**HOW TO COMPLETE THIS TASK:** Scan the entries for the word "before", and copy every line where it appears.

**EXERCISE INPUTS:**

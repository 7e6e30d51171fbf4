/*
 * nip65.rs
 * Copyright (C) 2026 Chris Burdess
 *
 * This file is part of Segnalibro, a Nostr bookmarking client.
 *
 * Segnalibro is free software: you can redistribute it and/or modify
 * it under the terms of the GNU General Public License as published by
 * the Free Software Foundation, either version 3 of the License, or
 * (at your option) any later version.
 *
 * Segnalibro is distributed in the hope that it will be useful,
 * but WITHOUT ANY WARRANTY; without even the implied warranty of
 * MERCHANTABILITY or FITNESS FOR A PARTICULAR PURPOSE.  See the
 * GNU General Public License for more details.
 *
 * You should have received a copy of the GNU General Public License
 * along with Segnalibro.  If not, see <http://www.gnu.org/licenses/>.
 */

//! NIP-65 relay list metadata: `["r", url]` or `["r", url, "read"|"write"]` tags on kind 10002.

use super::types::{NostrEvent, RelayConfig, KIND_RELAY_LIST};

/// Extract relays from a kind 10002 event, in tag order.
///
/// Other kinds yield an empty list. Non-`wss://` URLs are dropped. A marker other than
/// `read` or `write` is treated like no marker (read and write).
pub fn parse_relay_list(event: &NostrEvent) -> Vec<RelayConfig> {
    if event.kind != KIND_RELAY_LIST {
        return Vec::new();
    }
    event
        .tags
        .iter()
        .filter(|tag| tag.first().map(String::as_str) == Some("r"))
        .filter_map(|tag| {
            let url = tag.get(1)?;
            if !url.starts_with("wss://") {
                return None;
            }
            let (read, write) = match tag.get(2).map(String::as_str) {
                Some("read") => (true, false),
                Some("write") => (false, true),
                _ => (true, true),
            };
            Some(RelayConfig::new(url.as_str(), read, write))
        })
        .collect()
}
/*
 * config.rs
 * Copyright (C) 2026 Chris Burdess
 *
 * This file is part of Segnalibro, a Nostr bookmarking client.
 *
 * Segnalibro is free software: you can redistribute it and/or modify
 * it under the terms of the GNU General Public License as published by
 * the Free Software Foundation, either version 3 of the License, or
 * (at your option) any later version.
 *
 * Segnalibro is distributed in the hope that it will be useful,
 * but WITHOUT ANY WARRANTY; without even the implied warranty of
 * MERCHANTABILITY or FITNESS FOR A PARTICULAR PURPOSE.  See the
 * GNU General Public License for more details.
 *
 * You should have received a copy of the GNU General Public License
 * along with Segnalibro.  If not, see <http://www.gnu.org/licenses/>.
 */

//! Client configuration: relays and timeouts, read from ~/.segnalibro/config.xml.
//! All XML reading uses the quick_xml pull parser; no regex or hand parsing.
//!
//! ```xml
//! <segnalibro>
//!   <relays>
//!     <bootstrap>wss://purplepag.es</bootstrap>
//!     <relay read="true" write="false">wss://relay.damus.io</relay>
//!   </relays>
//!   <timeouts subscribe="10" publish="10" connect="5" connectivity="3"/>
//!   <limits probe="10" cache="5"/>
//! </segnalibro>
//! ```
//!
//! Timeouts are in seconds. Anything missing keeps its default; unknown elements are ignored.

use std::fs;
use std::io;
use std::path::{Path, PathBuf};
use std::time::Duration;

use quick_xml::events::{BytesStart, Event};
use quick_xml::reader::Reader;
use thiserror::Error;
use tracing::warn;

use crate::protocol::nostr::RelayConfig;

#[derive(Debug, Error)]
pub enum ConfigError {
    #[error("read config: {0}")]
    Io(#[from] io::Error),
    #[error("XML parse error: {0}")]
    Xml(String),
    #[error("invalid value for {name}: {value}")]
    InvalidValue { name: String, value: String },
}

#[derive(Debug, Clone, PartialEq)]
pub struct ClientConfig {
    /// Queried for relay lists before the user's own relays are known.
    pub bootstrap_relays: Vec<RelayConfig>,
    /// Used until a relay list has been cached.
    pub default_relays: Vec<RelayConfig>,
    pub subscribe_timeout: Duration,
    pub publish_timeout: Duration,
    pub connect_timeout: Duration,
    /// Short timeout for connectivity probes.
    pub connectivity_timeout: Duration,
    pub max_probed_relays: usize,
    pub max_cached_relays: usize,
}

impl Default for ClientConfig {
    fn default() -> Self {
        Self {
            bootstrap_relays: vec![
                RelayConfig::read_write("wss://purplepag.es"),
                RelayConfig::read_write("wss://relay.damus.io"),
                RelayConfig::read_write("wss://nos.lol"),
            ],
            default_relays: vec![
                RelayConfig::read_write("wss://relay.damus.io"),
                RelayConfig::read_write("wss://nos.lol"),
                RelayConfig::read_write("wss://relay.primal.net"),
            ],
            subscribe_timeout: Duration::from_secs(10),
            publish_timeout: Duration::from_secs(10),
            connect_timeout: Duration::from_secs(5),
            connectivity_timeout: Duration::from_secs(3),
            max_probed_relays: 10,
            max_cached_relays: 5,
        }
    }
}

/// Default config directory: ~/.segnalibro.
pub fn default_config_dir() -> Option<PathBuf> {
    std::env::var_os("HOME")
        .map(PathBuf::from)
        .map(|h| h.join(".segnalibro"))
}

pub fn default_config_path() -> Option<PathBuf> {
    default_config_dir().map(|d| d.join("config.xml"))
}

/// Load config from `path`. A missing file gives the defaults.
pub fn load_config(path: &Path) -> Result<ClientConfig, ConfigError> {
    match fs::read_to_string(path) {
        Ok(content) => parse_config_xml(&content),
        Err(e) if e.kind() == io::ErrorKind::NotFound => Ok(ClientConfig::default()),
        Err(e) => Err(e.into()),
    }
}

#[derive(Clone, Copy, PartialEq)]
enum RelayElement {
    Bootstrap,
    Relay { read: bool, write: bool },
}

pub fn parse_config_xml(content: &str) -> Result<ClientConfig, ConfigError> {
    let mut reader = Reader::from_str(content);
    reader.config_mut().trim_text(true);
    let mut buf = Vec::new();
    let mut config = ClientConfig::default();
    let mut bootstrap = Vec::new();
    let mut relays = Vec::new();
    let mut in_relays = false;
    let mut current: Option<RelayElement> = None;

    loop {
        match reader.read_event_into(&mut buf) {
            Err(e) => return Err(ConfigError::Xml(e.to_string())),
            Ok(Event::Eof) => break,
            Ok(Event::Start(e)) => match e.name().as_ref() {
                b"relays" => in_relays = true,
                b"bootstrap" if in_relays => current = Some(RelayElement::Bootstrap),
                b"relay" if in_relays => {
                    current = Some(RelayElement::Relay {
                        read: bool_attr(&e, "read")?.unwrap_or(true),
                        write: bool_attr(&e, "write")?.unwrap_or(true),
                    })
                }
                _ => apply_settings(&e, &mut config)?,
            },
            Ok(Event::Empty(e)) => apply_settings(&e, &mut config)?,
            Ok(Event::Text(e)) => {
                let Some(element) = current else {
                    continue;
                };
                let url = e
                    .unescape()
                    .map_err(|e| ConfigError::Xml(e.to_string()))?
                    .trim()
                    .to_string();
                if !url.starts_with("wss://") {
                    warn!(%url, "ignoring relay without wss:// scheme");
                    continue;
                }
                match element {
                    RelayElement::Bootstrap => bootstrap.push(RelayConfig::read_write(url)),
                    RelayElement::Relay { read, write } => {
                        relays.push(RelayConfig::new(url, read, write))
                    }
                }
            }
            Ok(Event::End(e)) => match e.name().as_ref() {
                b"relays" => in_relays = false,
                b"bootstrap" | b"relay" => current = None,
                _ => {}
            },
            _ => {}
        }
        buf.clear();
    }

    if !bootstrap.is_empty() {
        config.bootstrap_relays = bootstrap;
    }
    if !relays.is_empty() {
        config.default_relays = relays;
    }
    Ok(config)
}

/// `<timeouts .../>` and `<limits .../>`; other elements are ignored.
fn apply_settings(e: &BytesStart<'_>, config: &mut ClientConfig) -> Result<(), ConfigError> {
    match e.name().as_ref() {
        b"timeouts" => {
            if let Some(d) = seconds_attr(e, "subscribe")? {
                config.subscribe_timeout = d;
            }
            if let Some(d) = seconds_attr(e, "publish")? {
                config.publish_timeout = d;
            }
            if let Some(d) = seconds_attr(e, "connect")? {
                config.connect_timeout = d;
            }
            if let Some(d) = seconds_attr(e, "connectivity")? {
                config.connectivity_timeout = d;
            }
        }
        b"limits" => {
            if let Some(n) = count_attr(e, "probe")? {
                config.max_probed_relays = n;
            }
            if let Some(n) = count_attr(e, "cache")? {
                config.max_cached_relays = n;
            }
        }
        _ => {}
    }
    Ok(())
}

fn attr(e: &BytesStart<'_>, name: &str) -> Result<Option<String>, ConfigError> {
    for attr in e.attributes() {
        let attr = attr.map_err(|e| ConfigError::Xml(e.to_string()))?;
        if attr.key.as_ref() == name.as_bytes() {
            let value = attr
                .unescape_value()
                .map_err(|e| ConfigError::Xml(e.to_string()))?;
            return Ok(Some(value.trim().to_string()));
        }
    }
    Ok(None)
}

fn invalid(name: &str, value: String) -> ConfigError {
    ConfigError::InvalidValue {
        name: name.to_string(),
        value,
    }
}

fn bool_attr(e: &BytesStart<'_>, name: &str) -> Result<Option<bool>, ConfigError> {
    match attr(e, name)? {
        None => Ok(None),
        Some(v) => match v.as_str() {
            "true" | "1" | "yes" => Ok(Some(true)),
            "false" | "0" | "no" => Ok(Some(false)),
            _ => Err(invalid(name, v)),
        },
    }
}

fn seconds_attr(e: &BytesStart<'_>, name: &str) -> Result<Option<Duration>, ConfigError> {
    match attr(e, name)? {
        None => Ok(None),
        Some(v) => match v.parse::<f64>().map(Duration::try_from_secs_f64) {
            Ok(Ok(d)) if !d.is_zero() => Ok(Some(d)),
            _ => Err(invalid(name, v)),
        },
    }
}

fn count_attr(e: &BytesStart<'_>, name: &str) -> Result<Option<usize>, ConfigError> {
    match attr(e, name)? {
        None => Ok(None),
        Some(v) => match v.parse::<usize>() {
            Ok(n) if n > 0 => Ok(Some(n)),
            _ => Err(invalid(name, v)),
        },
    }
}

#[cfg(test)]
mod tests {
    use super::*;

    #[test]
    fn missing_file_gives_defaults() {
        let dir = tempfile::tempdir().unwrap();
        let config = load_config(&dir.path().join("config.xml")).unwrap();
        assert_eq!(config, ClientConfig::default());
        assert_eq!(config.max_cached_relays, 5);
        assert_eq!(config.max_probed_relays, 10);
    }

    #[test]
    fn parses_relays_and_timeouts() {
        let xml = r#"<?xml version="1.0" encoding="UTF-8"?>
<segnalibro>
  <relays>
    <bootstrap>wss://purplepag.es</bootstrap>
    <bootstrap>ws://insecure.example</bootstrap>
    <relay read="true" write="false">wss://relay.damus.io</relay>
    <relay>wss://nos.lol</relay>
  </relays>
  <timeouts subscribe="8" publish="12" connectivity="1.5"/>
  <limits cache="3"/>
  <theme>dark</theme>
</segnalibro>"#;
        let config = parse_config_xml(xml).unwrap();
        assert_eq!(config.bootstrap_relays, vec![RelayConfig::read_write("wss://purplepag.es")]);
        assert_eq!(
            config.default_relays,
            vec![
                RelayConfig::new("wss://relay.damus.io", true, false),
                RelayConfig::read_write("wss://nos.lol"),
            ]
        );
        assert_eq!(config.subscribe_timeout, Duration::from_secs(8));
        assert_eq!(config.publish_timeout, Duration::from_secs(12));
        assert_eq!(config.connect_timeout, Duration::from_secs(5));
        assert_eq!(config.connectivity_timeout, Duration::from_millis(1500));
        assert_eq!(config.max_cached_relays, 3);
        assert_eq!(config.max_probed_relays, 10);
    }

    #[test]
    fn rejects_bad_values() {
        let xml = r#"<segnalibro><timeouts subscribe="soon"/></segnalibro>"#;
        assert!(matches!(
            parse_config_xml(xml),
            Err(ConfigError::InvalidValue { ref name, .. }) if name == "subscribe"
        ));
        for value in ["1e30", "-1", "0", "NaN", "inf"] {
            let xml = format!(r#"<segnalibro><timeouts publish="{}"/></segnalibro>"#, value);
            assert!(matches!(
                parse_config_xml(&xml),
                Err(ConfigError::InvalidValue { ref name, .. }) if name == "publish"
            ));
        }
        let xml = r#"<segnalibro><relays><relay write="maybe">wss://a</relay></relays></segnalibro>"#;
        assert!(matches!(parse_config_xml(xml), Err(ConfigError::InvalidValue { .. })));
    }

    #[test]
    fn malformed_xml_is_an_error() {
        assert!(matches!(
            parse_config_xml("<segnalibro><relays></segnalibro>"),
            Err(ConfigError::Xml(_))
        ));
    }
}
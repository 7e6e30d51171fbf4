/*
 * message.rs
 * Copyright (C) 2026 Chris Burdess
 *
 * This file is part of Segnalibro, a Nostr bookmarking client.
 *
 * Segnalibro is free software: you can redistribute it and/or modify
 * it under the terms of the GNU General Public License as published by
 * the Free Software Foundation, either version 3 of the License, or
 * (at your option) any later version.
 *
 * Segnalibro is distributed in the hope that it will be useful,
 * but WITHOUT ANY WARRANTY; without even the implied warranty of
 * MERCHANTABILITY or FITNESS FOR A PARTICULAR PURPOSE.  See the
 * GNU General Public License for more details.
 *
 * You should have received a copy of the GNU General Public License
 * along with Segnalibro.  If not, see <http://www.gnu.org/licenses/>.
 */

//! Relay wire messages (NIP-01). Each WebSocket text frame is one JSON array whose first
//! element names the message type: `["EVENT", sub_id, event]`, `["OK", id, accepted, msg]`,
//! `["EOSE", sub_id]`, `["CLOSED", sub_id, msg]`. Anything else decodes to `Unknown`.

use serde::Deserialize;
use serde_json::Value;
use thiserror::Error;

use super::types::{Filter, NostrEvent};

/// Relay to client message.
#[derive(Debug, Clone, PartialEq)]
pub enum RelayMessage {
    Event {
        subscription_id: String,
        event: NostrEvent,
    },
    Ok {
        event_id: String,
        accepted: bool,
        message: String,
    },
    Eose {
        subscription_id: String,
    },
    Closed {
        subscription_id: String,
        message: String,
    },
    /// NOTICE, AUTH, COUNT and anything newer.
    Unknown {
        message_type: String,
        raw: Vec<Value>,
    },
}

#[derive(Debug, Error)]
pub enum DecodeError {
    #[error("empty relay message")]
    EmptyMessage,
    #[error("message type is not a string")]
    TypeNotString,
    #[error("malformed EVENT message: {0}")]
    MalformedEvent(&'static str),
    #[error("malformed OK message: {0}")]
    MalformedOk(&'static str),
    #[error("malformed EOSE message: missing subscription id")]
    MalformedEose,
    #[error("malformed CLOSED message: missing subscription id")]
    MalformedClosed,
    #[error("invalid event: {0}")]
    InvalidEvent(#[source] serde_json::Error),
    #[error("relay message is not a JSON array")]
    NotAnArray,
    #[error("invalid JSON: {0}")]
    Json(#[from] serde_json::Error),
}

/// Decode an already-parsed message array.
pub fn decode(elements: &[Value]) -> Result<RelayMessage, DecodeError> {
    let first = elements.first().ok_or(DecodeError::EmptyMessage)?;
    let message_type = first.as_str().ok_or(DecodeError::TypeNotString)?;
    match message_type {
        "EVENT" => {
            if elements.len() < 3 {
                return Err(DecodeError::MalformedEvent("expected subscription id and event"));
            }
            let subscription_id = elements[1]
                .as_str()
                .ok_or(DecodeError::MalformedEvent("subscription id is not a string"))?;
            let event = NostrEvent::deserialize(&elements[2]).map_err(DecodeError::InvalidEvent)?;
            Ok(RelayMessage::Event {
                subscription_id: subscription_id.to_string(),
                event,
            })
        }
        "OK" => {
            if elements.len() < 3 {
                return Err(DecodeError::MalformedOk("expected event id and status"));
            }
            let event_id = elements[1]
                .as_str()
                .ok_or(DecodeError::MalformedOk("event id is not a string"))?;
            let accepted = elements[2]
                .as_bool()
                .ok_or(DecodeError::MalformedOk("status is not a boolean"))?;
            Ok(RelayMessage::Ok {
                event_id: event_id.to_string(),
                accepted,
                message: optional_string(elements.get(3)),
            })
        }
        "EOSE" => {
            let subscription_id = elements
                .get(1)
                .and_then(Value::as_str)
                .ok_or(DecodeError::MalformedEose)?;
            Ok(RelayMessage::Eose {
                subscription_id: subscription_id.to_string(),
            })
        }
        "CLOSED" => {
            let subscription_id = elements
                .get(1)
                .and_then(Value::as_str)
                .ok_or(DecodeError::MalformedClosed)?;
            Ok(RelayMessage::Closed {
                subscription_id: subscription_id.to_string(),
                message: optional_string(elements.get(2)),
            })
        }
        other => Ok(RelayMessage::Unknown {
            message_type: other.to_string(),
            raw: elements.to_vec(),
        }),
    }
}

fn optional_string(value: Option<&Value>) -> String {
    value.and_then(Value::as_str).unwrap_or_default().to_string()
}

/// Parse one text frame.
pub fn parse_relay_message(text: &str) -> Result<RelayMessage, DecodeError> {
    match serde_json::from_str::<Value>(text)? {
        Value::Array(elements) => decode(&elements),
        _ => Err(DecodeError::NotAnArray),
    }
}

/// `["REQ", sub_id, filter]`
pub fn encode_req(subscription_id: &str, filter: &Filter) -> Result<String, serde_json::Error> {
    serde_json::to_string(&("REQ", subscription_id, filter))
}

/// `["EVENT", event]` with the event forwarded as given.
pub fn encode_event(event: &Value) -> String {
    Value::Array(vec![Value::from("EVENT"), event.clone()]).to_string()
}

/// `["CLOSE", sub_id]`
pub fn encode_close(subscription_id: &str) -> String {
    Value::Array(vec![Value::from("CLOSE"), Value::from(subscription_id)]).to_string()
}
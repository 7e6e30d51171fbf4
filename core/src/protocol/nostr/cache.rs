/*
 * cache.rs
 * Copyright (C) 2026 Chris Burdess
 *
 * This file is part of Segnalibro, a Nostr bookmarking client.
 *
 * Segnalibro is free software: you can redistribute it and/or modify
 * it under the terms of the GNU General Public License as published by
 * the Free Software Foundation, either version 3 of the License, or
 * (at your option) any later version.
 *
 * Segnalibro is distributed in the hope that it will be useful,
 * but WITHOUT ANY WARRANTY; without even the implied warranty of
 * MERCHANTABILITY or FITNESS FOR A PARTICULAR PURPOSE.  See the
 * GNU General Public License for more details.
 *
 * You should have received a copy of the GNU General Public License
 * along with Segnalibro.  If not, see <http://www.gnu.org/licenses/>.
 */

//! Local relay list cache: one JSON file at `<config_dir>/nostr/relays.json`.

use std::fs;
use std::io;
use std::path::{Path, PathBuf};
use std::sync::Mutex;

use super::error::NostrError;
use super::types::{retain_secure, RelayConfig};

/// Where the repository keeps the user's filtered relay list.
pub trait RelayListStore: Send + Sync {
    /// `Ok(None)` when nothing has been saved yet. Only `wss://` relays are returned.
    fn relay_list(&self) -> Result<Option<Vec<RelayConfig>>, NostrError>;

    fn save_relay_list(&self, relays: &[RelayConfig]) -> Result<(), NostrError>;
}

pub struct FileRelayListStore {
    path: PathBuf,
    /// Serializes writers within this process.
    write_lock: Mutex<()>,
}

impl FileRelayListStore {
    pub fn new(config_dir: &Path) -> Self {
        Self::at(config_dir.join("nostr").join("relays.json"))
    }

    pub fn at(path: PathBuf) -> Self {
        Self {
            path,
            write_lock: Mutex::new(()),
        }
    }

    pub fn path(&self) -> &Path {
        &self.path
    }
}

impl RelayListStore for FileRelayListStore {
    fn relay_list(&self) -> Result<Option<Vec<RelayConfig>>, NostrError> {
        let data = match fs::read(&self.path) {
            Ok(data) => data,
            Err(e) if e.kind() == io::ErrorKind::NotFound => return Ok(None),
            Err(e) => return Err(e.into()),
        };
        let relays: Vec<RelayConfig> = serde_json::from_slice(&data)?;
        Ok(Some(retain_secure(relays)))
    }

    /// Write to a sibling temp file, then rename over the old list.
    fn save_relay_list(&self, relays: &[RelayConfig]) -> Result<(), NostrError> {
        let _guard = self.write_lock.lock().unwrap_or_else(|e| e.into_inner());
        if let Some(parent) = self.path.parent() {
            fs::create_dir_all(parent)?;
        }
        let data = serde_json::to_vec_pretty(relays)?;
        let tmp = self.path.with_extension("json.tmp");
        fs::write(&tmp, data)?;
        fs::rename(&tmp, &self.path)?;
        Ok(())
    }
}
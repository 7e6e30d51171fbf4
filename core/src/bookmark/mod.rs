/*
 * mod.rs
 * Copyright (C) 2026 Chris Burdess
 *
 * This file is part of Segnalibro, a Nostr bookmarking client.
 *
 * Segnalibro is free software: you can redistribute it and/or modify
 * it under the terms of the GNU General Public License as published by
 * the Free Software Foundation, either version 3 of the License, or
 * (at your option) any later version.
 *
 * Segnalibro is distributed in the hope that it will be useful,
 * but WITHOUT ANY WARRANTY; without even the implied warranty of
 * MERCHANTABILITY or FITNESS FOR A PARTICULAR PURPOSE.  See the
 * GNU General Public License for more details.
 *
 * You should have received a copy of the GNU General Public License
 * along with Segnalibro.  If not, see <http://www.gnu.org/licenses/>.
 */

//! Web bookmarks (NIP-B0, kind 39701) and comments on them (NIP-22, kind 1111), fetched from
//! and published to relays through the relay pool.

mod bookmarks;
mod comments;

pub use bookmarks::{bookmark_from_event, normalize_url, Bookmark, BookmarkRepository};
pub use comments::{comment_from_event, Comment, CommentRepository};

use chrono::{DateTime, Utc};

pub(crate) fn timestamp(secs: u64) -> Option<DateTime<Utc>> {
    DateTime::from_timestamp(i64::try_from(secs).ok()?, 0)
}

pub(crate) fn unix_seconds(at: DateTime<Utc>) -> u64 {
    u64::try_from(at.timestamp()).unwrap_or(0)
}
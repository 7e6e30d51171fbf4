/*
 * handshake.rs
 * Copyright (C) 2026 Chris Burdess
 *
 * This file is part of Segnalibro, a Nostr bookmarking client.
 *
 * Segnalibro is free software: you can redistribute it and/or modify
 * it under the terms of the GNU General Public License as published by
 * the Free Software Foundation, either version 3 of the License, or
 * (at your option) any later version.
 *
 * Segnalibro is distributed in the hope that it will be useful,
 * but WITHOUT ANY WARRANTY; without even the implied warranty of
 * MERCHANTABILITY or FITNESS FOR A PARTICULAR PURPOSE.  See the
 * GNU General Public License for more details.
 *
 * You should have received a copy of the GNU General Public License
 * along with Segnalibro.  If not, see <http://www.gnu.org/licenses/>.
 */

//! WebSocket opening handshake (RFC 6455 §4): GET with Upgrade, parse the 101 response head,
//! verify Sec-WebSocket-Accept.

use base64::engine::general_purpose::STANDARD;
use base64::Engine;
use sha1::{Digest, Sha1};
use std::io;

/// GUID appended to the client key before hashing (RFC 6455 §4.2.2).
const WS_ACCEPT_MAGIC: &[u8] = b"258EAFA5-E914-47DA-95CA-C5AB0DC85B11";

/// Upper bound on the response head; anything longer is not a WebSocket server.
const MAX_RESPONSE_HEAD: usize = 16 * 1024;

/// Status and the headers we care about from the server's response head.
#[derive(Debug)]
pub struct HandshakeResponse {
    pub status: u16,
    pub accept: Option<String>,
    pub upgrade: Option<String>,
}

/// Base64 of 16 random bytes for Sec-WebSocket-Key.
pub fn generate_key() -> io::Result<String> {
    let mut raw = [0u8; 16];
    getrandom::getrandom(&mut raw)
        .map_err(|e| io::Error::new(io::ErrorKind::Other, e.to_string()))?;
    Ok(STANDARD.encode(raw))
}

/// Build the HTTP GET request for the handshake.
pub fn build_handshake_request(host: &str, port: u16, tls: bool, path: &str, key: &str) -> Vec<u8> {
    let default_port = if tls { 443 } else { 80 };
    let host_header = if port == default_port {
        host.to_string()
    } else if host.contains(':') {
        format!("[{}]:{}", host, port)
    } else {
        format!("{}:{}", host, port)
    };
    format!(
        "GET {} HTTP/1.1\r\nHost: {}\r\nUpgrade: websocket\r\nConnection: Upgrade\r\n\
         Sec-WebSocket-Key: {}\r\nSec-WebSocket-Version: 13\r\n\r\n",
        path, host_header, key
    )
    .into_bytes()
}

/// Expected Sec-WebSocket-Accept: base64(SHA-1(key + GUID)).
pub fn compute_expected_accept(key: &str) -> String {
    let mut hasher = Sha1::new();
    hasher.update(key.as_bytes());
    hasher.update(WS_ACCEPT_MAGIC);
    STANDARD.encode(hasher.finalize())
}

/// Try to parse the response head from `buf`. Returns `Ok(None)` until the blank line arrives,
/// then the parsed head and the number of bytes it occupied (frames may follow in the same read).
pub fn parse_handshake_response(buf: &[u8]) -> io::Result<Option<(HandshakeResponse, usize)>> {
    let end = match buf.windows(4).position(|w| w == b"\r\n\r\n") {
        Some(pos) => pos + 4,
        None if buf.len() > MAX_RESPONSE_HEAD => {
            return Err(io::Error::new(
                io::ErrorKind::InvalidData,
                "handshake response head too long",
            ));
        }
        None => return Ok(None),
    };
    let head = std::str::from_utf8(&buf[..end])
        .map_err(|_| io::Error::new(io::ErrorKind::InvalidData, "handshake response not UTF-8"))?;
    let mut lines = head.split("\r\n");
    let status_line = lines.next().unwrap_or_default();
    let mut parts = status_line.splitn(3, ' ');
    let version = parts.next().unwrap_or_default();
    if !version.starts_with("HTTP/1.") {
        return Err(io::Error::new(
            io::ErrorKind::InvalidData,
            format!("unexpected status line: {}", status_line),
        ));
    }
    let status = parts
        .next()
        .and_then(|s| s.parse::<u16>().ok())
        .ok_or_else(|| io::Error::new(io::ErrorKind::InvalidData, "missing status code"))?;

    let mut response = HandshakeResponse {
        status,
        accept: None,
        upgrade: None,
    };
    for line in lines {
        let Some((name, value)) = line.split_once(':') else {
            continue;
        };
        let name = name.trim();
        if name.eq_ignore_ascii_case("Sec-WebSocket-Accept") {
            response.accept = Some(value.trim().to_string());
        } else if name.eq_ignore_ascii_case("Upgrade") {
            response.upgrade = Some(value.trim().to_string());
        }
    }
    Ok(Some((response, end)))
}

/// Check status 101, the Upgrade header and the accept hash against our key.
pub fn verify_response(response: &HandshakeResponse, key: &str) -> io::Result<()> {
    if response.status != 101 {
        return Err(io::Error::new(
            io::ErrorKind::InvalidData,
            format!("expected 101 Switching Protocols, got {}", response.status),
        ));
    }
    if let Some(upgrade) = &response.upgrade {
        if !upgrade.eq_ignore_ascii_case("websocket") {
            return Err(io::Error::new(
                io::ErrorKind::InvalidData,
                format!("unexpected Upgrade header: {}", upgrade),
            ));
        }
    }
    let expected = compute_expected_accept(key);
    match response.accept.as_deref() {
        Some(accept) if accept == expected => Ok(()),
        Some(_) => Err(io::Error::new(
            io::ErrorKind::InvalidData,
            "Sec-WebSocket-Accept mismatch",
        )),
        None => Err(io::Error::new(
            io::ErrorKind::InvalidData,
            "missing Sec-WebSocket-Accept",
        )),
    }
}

**OUTPUT OF THE EXERCISE:**
    /// Queried for relay lists before the user's own relays are known.
/// GUID appended to the client key before hashing (RFC 6455 §4.2.2).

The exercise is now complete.